Docker Setup and Usage

We provide a Dockerfile to create a fully configured environment that includes all dependencies, including a custom-built FFmpeg with NVIDIA acceleration. This is the recommended way to ensure reproducibility and avoid environment-related issues.

Before you begin, ensure your system environment is similar to the configuration below. Version matching is crucial for a successful compilation. The GPU needs to support HEVC; refer to the NVIDIA NVDEC Support Matrix.

Prerequisites: Setting up the Host Environment

Before building and running the Docker container, your host machine must be configured to support GPU access for Docker.

  1. NVIDIA Drivers: Ensure you have the latest NVIDIA drivers installed. You can verify this by running nvidia-smi.

  2. Docker Engine: Install Docker on your system. Follow the official instructions at docs.docker.com/engine/install/.
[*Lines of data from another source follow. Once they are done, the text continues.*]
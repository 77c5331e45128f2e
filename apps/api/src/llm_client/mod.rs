/// LLM Client -- the single point of entry for all generative-model calls.
///
/// No other module may call the model API directly. Answer scoring reaches the
/// model only through `interview::scoring::LlmScorer`, which wraps this client.
///
/// Model: gemini-2.5-flash (hardcoded to prevent drift)
use std::time::Duration;

use reqwest::Client;
use serde::{Deserialize, Serialize};
use thiserror::Error;
use tracing::{debug, warn};

pub mod prompts;

const GEMINI_API_BASE: &str = "https://generativelanguage.googleapis.com/v1beta/models";
/// The model used for all LLM calls.
pub const MODEL: &str = "gemini-2.5-flash";
const MAX_OUTPUT_TOKENS: u32 = 256;
const MAX_RETRIES: u32 = 2;

#[derive(Debug, Error)]
pub enum LlmError {
    #[error("HTTP error: {0}")]
    Http(#[from] reqwest::Error),

    #[error("API error (status {status}): {message}")]
    Api { status: u16, message: String },

    #[error("Rate limited after {retries} retries")]
    RateLimited { retries: u32 },

    #[error("LLM returned empty content")]
    EmptyContent,
}

#[derive(Debug, Serialize)]
#[serde(rename_all = "camelCase")]
struct GenerateRequest<'a> {
    contents: Vec<Content<'a>>,
    generation_config: GenerationConfig,
}

#[derive(Debug, Serialize)]
struct Content<'a> {
    role: &'a str,
    parts: Vec<RequestPart<'a>>,
}

#[derive(Debug, Serialize)]
struct RequestPart<'a> {
    text: &'a str,
}

#[derive(Debug, Serialize)]
#[serde(rename_all = "camelCase")]
struct GenerationConfig {
    max_output_tokens: u32,
    temperature: f32,
}

#[derive(Debug, Deserialize)]
#[serde(rename_all = "camelCase")]
pub struct LlmResponse {
    #[serde(default)]
    pub candidates: Vec<Candidate>,
    pub usage_metadata: Option<UsageMetadata>,
}

#[derive(Debug, Deserialize)]
pub struct Candidate {
    pub content: Option<CandidateContent>,
}

#[derive(Debug, Deserialize)]
pub struct CandidateContent {
    #[serde(default)]
    pub parts: Vec<ResponsePart>,
}

#[derive(Debug, Deserialize)]
pub struct ResponsePart {
    pub text: Option<String>,
}

#[derive(Debug, Deserialize)]
#[serde(rename_all = "camelCase")]
pub struct UsageMetadata {
    #[serde(default)]
    pub prompt_token_count: u32,
    #[serde(default)]
    pub candidates_token_count: u32,
}

impl LlmResponse {
    /// Concatenated text of the first candidate, if it has any.
    pub fn text(&self) -> Option<String> {
        let parts = &self.candidates.first()?.content.as_ref()?.parts;
        let text: String = parts.iter().filter_map(|p| p.text.as_deref()).collect();
        (!text.trim().is_empty()).then_some(text)
    }
}

#[derive(Debug, Deserialize)]
struct ApiErrorEnvelope {
    error: ApiErrorBody,
}

#[derive(Debug, Deserialize)]
struct ApiErrorBody {
    message: String,
}

/// Client for the Gemini `generateContent` endpoint with retry on 429/5xx.
#[derive(Clone)]
pub struct LlmClient {
    client: Client,
    api_key: String,
}

impl LlmClient {
    pub fn new(api_key: String, request_timeout: Duration) -> Result<Self, LlmError> {
        Ok(Self {
            client: Client::builder().timeout(request_timeout).build()?,
            api_key,
        })
    }

    /// Sends one user prompt and returns the full response object.
    /// Retries on 429 (rate limit) and 5xx errors with exponential backoff.
    pub async fn call(&self, prompt: &str) -> Result<LlmResponse, LlmError> {
        let request_body = GenerateRequest {
            contents: vec![Content {
                role: "user",
                parts: vec![RequestPart { text: prompt }],
            }],
            generation_config: GenerationConfig {
                max_output_tokens: MAX_OUTPUT_TOKENS,
                temperature: 0.2,
            },
        };
        let url = format!("{GEMINI_API_BASE}/{MODEL}:generateContent");

        let mut last_error: Option<LlmError> = None;

        for attempt in 0..=MAX_RETRIES {
            if attempt > 0 {
                // Exponential backoff: 500ms, 1s
                let delay = Duration::from_millis(500 * (1 << (attempt - 1)));
                warn!(
                    "LLM call attempt {} failed, retrying after {}ms...",
                    attempt,
                    delay.as_millis()
                );
                tokio::time::sleep(delay).await;
            }

            let response = self
                .client
                .post(&url)
                .header("x-goog-api-key", &self.api_key)
                .json(&request_body)
                .send()
                .await;

            let response = match response {
                Ok(r) => r,
                Err(e) => {
                    last_error = Some(LlmError::Http(e));
                    continue;
                }
            };

            let status = response.status();

            if status.as_u16() == 429 || status.is_server_error() {
                let body = response.text().await.unwrap_or_default();
                warn!("LLM API returned {}: {}", status, body);
                last_error = Some(LlmError::Api {
                    status: status.as_u16(),
                    message: body,
                });
                continue;
            }

            if !status.is_success() {
                let body = response.text().await.unwrap_or_default();
                let message = serde_json::from_str::<ApiErrorEnvelope>(&body)
                    .map(|e| e.error.message)
                    .unwrap_or(body);
                return Err(LlmError::Api {
                    status: status.as_u16(),
                    message,
                });
            }

            let llm_response: LlmResponse = response.json().await?;

            if let Some(usage) = &llm_response.usage_metadata {
                debug!(
                    "LLM call succeeded: prompt_tokens={}, output_tokens={}",
                    usage.prompt_token_count, usage.candidates_token_count
                );
            }

            return Ok(llm_response);
        }

        Err(last_error.unwrap_or(LlmError::RateLimited {
            retries: MAX_RETRIES,
        }))
    }

    /// Calls the model and returns its text reply.
    pub async fn call_text(&self, prompt: &str) -> Result<String, LlmError> {
        self.call(prompt).await?.text().ok_or(LlmError::EmptyContent)
    }
}

#[cfg(test)]
mod tests {
    use super::*;

    #[test]
    fn test_response_text_joins_parts() {
        let response: LlmResponse = serde_json::from_str(
            r#"{
                "candidates": [{"content": {"parts": [{"text": "7, "}, {"text": "Clear answer."}]}}],
                "usageMetadata": {"promptTokenCount": 40, "candidatesTokenCount": 6}
            }"#,
        )
        .unwrap();
        assert_eq!(response.text().as_deref(), Some("7, Clear answer."));
        assert_eq!(response.usage_metadata.unwrap().prompt_token_count, 40);
    }

    #[test]
    fn test_response_without_candidates_has_no_text() {
        let response: LlmResponse = serde_json::from_str(r#"{"candidates": []}"#).unwrap();
        assert!(response.text().is_none());

        let blocked: LlmResponse =
            serde_json::from_str(r#"{"candidates": [{"finishReason": "SAFETY"}]}"#).unwrap();
        assert!(blocked.text().is_none());
    }

    #[test]
    fn test_request_body_uses_camel_case() {
        let body = GenerateRequest {
            contents: vec![Content {
                role: "user",
                parts: vec![RequestPart { text: "hi" }],
            }],
            generation_config: GenerationConfig {
                max_output_tokens: 10,
                temperature: 0.0,
            },
        };
        let json = serde_json::to_value(&body).unwrap();
        assert_eq!(json["generationConfig"]["maxOutputTokens"], 10);
        assert_eq!(json["contents"][0]["parts"][0]["text"], "hi");
    }
}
  3. NVIDIA Container Toolkit: This toolkit allows Docker containers to access the host's NVIDIA GPU. Install it using the following commands (for Debian/Ubuntu): To run docker containers with GPU support you have to install the nvidia container toolkit.

    # Add the GPG key
    curl -fsSL https://nvidia.github.io/libnvidia-container/gpgkey | sudo gpg --dearmor -o /usr/share/keyrings/nvidia-container-toolkit-keyring.gpg
    
    # Add the repository
    curl -s -L https://nvidia.github.io/libnvidia-container/stable/deb/nvidia-container-toolkit.list | \
      sed 's#deb https://#deb [signed-by=/usr/share/keyrings/nvidia-container-toolkit-keyring.gpg] https://#g' | \
      sudo tee /etc/apt/sources.list.d/nvidia-container-toolkit.list
    
    # Update package lists and install the toolkit
    sudo apt-get install -y \
      nvidia-container-toolkit=${NVIDIA_CONTAINER_TOOLKIT_VERSION} \
      nvidia-container-toolkit-base=${NVIDIA_CONTAINER_TOOLKIT_VERSION} \
      libnvidia-container-tools=${NVIDIA_CONTAINER_TOOLKIT_VERSION} \
      libnvidia-container1=${NVIDIA_CONTAINER_TOOLKIT_VERSION}
    
    # Configure Docker to use the NVIDIA runtime
    sudo nvidia-ctk runtime configure --runtime=containerd
    
    # Restart the Docker daemon to apply the changes
    sudo systemctl restart containerd

    For other operating systems, please refer to the official NVIDIA documentation.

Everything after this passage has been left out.